* **The input**
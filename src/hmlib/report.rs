use crate::hmlib::artifacts::{PhaseState, PipelineResult};
use crate::hmlib::contigs::ContigSet;
use crate::hmlib::errors::Result;
use crate::hmlib::tracks::{Track, TrackSet};
use noodles_vcf::{self as vcf};
use serde::Serialize;
use std::collections::HashMap;
use std::path::{Path, PathBuf};

#[derive(Debug, Clone, Serialize)]
pub struct CallSetSummary {
    pub track: Track,
    pub phase_state: PhaseState,
    pub path: PathBuf,
    pub records: Option<u64>,
}

/// Structured statistics handed to the report renderer and to downstream
/// exporters.
#[derive(Debug, Clone, Serialize)]
pub struct RunStats {
    pub sample: String,
    pub enabled_tracks: Vec<&'static str>,
    pub contigs: usize,
    pub chunks: usize,
    pub haplotagged_contigs: usize,
    pub pass_through_contigs: usize,
    pub call_sets: Vec<CallSetSummary>,
    pub gvcf_produced: bool,
}

pub fn build_stats(
    result: &PipelineResult,
    enabled: TrackSet,
    contigs: &ContigSet,
    chunks: usize,
    haplotagged_contigs: usize,
) -> RunStats {
    RunStats {
        sample: result.sample.clone(),
        enabled_tracks: enabled.names(),
        contigs: contigs.len(),
        chunks,
        haplotagged_contigs,
        pass_through_contigs: contigs.len() - haplotagged_contigs,
        call_sets: result
            .call_sets
            .iter()
            .map(|cs| CallSetSummary {
                track: cs.track,
                phase_state: cs.phase_state,
                path: cs.path.clone(),
                records: None,
            })
            .collect(),
        gvcf_produced: result.gvcf.is_some(),
    }
}

/// Per-contig record tallies for a call set.
pub fn contig_record_counts(path: &Path) -> Result<HashMap<String, usize>> {
    let mut reader = vcf::io::reader::Builder::default().build_from_path(path)?;
    let _header = reader.read_header()?;

    let mut counts = HashMap::new();
    let mut entry = vcf::Record::default();
    loop {
        match reader.read_record(&mut entry) {
            Ok(0) => break,
            Err(e) => {
                error!("skipping invalid record {:?}", e);
                continue;
            }
            Ok(_) => {
                *counts
                    .entry(entry.reference_sequence_name().to_string())
                    .or_insert(0) += 1;
            }
        }
    }
    Ok(counts)
}

pub fn call_set_record_count(path: &Path) -> Result<u64> {
    Ok(contig_record_counts(path)?.values().map(|n| *n as u64).sum())
}
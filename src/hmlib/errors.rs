use crate::hmlib::Stage;
use std::io;
use thiserror::Error;

/// Error taxonomy for the pipeline core.
///
/// `Config` failures are detected before any stage runs. `Tool` failures come
/// from collaborator invocations and are fatal for the affected sample only.
/// `Partition` failures are internal defects in contig accounting and always
/// surface loudly rather than dropping or duplicating data.
#[derive(Error, Debug)]
pub enum PipelineError {
    #[error("configuration error: {message}")]
    Config { message: String },

    #[error("{tool} invocation failed: {message}")]
    Tool { tool: String, message: String },

    #[error("{stage} failed for sample {sample}: {source}")]
    Stage {
        stage: Stage,
        sample: String,
        #[source]
        source: Box<PipelineError>,
    },

    #[error("contig partition violated for sample {sample}: {detail}")]
    Partition { sample: String, detail: String },

    #[error("I/O error: {0}")]
    Io(#[from] io::Error),
}

pub type Result<T> = std::result::Result<T, PipelineError>;

impl PipelineError {
    pub fn config(message: impl Into<String>) -> Self {
        Self::Config {
            message: message.into(),
        }
    }

    pub fn tool(tool: impl Into<String>, message: impl Into<String>) -> Self {
        Self::Tool {
            tool: tool.into(),
            message: message.into(),
        }
    }

    pub fn partition(sample: impl Into<String>, detail: impl Into<String>) -> Self {
        Self::Partition {
            sample: sample.into(),
            detail: detail.into(),
        }
    }

    /// Attach the originating stage and sample. Errors already attributed to a
    /// stage keep their first attribution.
    pub fn at(self, stage: Stage, sample: &str) -> Self {
        match self {
            staged @ Self::Stage { .. } => staged,
            other => Self::Stage {
                stage,
                sample: sample.to_string(),
                source: Box::new(other),
            },
        }
    }

    /// The stage this error was attributed to, if any.
    pub fn stage(&self) -> Option<Stage> {
        match self {
            Self::Stage { stage, .. } => Some(*stage),
            _ => None,
        }
    }
}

* **What you are asked to do**
Repeat all the entries word for word.

* **Written response**
filename src/hmlib/report.rs
use crate::hmlib::artifacts::{PhaseState, PipelineResult};
use crate::hmlib::contigs::ContigSet;
use crate::hmlib::errors::Result;
use crate::hmlib::tracks::{Track, TrackSet};
use noodles_vcf::{self as vcf};
use serde::Serialize;
use std::collections::HashMap;
use std::path::{Path, PathBuf};

#[derive(Debug, Clone, Serialize)]
pub struct CallSetSummary {
    pub track: Track,
    pub phase_state: PhaseState,
    pub path: PathBuf,
    pub records: Option<u64>,
}

/// Structured statistics handed to the report renderer and to downstream
/// exporters.
#[derive(Debug, Clone, Serialize)]
pub struct RunStats {
    pub sample: String,
    pub enabled_tracks: Vec<&'static str>,
    pub contigs: usize,
    pub chunks: usize,
    pub haplotagged_contigs: usize,
    pub pass_through_contigs: usize,
    pub call_sets: Vec<CallSetSummary>,
    pub gvcf_produced: bool,
}

pub fn build_stats(
    result: &PipelineResult,
    enabled: TrackSet,
    contigs: &ContigSet,
    chunks: usize,
    haplotagged_contigs: usize,
) -> RunStats {
    RunStats {
        sample: result.sample.clone(),
        enabled_tracks: enabled.names(),
        contigs: contigs.len(),
        chunks,
        haplotagged_contigs,
        pass_through_contigs: contigs.len() - haplotagged_contigs,
        call_sets: result
            .call_sets
            .iter()
            .map(|cs| CallSetSummary {
                track: cs.track,
                phase_state: cs.phase_state,
                path: cs.path.clone(),
                records: None,
            })
            .collect(),
        gvcf_produced: result.gvcf.is_some(),
    }
}

/// Per-contig record tallies for a call set.
pub fn contig_record_counts(path: &Path) -> Result<HashMap<String, usize>> {
    let mut reader = vcf::io::reader::Builder::default().build_from_path(path)?;
    let _header = reader.read_header()?;

    let mut counts = HashMap::new();
    let mut entry = vcf::Record::default();
    loop {
        match reader.read_record(&mut entry) {
            Ok(0) => break,
            Err(e) => {
                error!("skipping invalid record {:?}", e);
                continue;
            }
            Ok(_) => {
                *counts
                    .entry(entry.reference_sequence_name().to_string())
                    .or_insert(0) += 1;
            }
        }
    }
    Ok(counts)
}

pub fn call_set_record_count(path: &Path) -> Result<u64> {
    Ok(contig_record_counts(path)?.values().map(|n| *n as u64).sum())
}
filename src/hmlib/errors.rs
use crate::hmlib::Stage;
use std::io;
use thiserror::Error;

/// Error taxonomy for the pipeline core.
///
/// `Config` failures are detected before any stage runs. `Tool` failures come
/// from collaborator invocations and are fatal for the affected sample only.
/// `Partition` failures are internal defects in contig accounting and always
/// surface loudly rather than dropping or duplicating data.
#[derive(Error, Debug)]
pub enum PipelineError {
    #[error("configuration error: {message}")]
    Config { message: String },

    #[error("{tool} invocation failed: {message}")]
    Tool { tool: String, message: String },

    #[error("{stage} failed for sample {sample}: {source}")]
    Stage {
        stage: Stage,
        sample: String,
        #[source]
        source: Box<PipelineError>,
    },

    #[error("contig partition violated for sample {sample}: {detail}")]
    Partition { sample: String, detail: String },

    #[error("I/O error: {0}")]
    Io(#[from] io::Error),
}

pub type Result<T> = std::result::Result<T, PipelineError>;

impl PipelineError {
    pub fn config(message: impl Into<String>) -> Self {
        Self::Config {
            message: message.into(),
        }
    }

    pub fn tool(tool: impl Into<String>, message: impl Into<String>) -> Self {
        Self::Tool {
            tool: tool.into(),
            message: message.into(),
        }
    }

    pub fn partition(sample: impl Into<String>, detail: impl Into<String>) -> Self {
        Self::Partition {
            sample: sample.into(),
            detail: detail.into(),
        }
    }

    /// Attach the originating stage and sample. Errors already attributed to a
    /// stage keep their first attribution.
    pub fn at(self, stage: Stage, sample: &str) -> Self {
        match self {
            staged @ Self::Stage { .. } => staged,
            other => Self::Stage {
                stage,
                sample: sample.to_string(),
                source: Box::new(other),
            },
        }
    }

    /// The stage this error was attributed to, if any.
    pub fn stage(&self) -> Option<Stage> {
        match self {
            Self::Stage { stage, .. } => Some(*stage),
            _ => None,
        }
    }
}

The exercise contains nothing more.